Her rich, lovely Carolina accent filled the room as she surveyed the tableau in front of her.
"Whay-uh is thay-at may-un who went back heah?" she asked.
Then she spotted me, locked in mortal combat with a struggling pit bull.
"Mah goodness," she said. "Why is tha-yut ma-yun in tha-yut cage wid tha-yut dawg?"
"Why, indeed?" I wondered.
I finally got Nashville locked down and staggered out to the front desk. I was breathing hard, my shirt was torn and I smelled exactly like someone who had been wresting with an anxious bulldog.
"Ah yew goin' to work now, sugah?" she said.
I explained that I wasn't.
"Tha-yut's good," she said. "You maht wanna rist up. He'll be riddy for y'all at three."
Alligators all around.
My spouse, who has often expressed her disinclination to share water with things that might slither, bump or bite, got some news the other day that gave her pause. She had already been a bit unnerved by the fact that a nearby wide spot in the intercoastal waterway that borders our backyard bears the picturesque name of "Alligator Bay."
She: Do you think there are really alligators in there?
Me: (hopefully) It's probably just something a realtor made up trying to add a little local color.

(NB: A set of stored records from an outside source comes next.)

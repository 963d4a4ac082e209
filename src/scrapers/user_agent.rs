//! Rotating browser identities for plain HTTP fetches.
//!
//! Each set pairs a real browser user agent with matching Accept headers so
//! the request profile is internally consistent. Agents current as of
//! mid 2026.

use rand::Rng;

/// One coherent browser header profile.
#[derive(Debug, Clone, Copy)]
pub struct HeaderSet {
    pub user_agent: &'static str,
    pub accept: &'static str,
    pub accept_language: &'static str,
}

const HTML_ACCEPT: &str =
    "text/html,application/xhtml+xml,application/xml;q=0.9,image/avif,image/webp,*/*;q=0.8";

pub const HEADER_SETS: &[HeaderSet] = &[
    // Chrome on Windows
    HeaderSet {
        user_agent: "Mozilla/5.0 (Windows NT 10.0; Win64; x64) AppleWebKit/537.36 (KHTML, like Gecko) Chrome/138.0.0.0 Safari/537.36",
        accept: HTML_ACCEPT,
        accept_language: "en-US,en;q=0.9",
    },
    HeaderSet {
        user_agent: "Mozilla/5.0 (Windows NT 10.0; Win64; x64) AppleWebKit/537.36 (KHTML, like Gecko) Chrome/137.0.0.0 Safari/537.36",
        accept: HTML_ACCEPT,
        accept_language: "en-US,en;q=0.8",
    },
    // Chrome on Mac
    HeaderSet {
        user_agent: "Mozilla/5.0 (Macintosh; Intel Mac OS X 10_15_7) AppleWebKit/537.36 (KHTML, like Gecko) Chrome/138.0.0.0 Safari/537.36",
        accept: HTML_ACCEPT,
        accept_language: "en-US,en;q=0.9",
    },
    // Firefox on Windows
    HeaderSet {
        user_agent: "Mozilla/5.0 (Windows NT 10.0; Win64; x64; rv:140.0) Gecko/20100101 Firefox/140.0",
        accept: "text/html,application/xhtml+xml,application/xml;q=0.9,image/avif,image/webp,*/*;q=0.8",
        accept_language: "en-US,en;q=0.5",
    },
    // Firefox on Mac
    HeaderSet {
        user_agent: "Mozilla/5.0 (Macintosh; Intel Mac OS X 10.15; rv:140.0) Gecko/20100101 Firefox/140.0",
        accept: "text/html,application/xhtml+xml,application/xml;q=0.9,image/avif,image/webp,*/*;q=0.8",
        accept_language: "en-US,en;q=0.5",
    },
    // Safari on Mac
    HeaderSet {
        user_agent: "Mozilla/5.0 (Macintosh; Intel Mac OS X 10_15_7) AppleWebKit/605.1.15 (KHTML, like Gecko) Version/18.5 Safari/605.1.15",
        accept: "text/html,application/xhtml+xml,application/xml;q=0.9,*/*;q=0.8",
        accept_language: "en-US,en;q=0.9",
    },
    // Edge on Windows
    HeaderSet {
        user_agent: "Mozilla/5.0 (Windows NT 10.0; Win64; x64) AppleWebKit/537.36 (KHTML, like Gecko) Chrome/138.0.0.0 Safari/537.36 Edg/138.0.0.0",
        accept: HTML_ACCEPT,
        accept_language: "en-US,en;q=0.9",
    },
];

/// Pick a header set at random for the next request.
pub fn random_header_set() -> &'static HeaderSet {
    let idx = rand::rng().random_range(0..HEADER_SETS.len());
    &HEADER_SETS[idx]
}
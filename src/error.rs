//! Error taxonomy for the search pipeline.
//!
//! Per-site and per-listing failures never escalate past the engine; the
//! variants here exist so callers of the individual components can tell a
//! retryable transport problem from a block verdict or a dead parse.

use std::time::Duration;

use thiserror::Error;

/// Failure of a single page-fetch attempt.
#[derive(Debug, Error)]
pub enum FetchError {
    /// Transport-level failure (DNS, connect, TLS, mid-body reset).
    #[error("network error: {0}")]
    Network(#[from] reqwest::Error),

    /// The attempt ran past its budget.
    #[error("fetch timed out after {0:?}")]
    Timeout(Duration),

    /// Anti-bot classification came back positive for the page.
    #[error("page classified as blocked: {0}")]
    Blocked(String),

    /// Server answered with a non-success status.
    #[error("unexpected status {0}")]
    Status(u16),

    /// Body too small to be a real result page.
    #[error("response body implausibly short ({0} bytes)")]
    ShortBody(usize),

    /// Browser session could not be launched or died mid-fetch.
    #[error("browser session unavailable: {0}")]
    Browser(String),
}

impl FetchError {
    /// Whether retrying the same strategy can plausibly succeed.
    /// Blocks are not retryable here - they escalate instead.
    pub fn is_retryable(&self) -> bool {
        match self {
            Self::Network(_) | Self::Timeout(_) | Self::ShortBody(_) => true,
            Self::Status(code) => *code >= 500 || *code == 429,
            Self::Blocked(_) | Self::Browser(_) => false,
        }
    }

    /// Whether the failure looks like bot countermeasures rather than a
    /// plain outage, which is what decides strategy escalation.
    pub fn is_block(&self) -> bool {
        matches!(self, Self::Blocked(_)) || matches!(self, Self::Status(403) | Self::Status(429))
    }
}

/// Failure while turning a page into listings. Not retried: the same HTML
/// will fail the same way.
#[derive(Debug, Error)]
pub enum ParseError {
    #[error("invalid selector '{selector}': {message}")]
    Selector { selector: String, message: String },
}

/// Failure while probing or decoding a candidate image. Always degrades the
/// listing instead of propagating.
#[derive(Debug, Error)]
pub enum ImageError {
    #[error("http error: {0}")]
    Http(#[from] reqwest::Error),

    #[error("probe returned status {0}")]
    Status(u16),

    #[error("content-type '{0}' is not an image")]
    NotAnImage(String),

    #[error("image exceeds size cap ({size} > {cap} bytes)")]
    TooLarge { size: u64, cap: u64 },

    #[error("empty response body")]
    Empty,

    #[error("undecodable image data: {0}")]
    Undecodable(String),
}

/// Failure of the external web-search source. Disables the source for the
/// remainder of the call; never fails the search.
#[derive(Debug, Error)]
pub enum WebSearchError {
    #[error("http error: {0}")]
    Http(#[from] reqwest::Error),

    #[error("search endpoint returned {0}")]
    Status(u16),

    #[error("failed to parse search results: {0}")]
    Parse(String),
}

A nearby neighbor reported seeing a couple of the stone age reptiles the other day, and quickly warned Patrick and Susan about letting the grandkids and grand-dog get too close to the water's edge without supervision. Scarier still was the fact that we had just enjoyed a visit from a traveling Galva friend who brought along her two small dogs, who we walked along the waterline on several occasions.
"Maybe they heard about those tiny little puppies," said Susan, who accurately figured that gators probably view Shih Tzus as tasty bite-size snacks.
"Maybe it was the Cheez-its," said my wife, who has been feeding the nesting momma-birds the remains of the bright-orange crackers our grandsons love.
Whatever it was, Patches and Quincy have made it home safe to their own back yard and their beloved Galva Library, where they are recognized and rewarded as dog heroes for having chased out a bird one day.
And the gators have, apparently, moved on.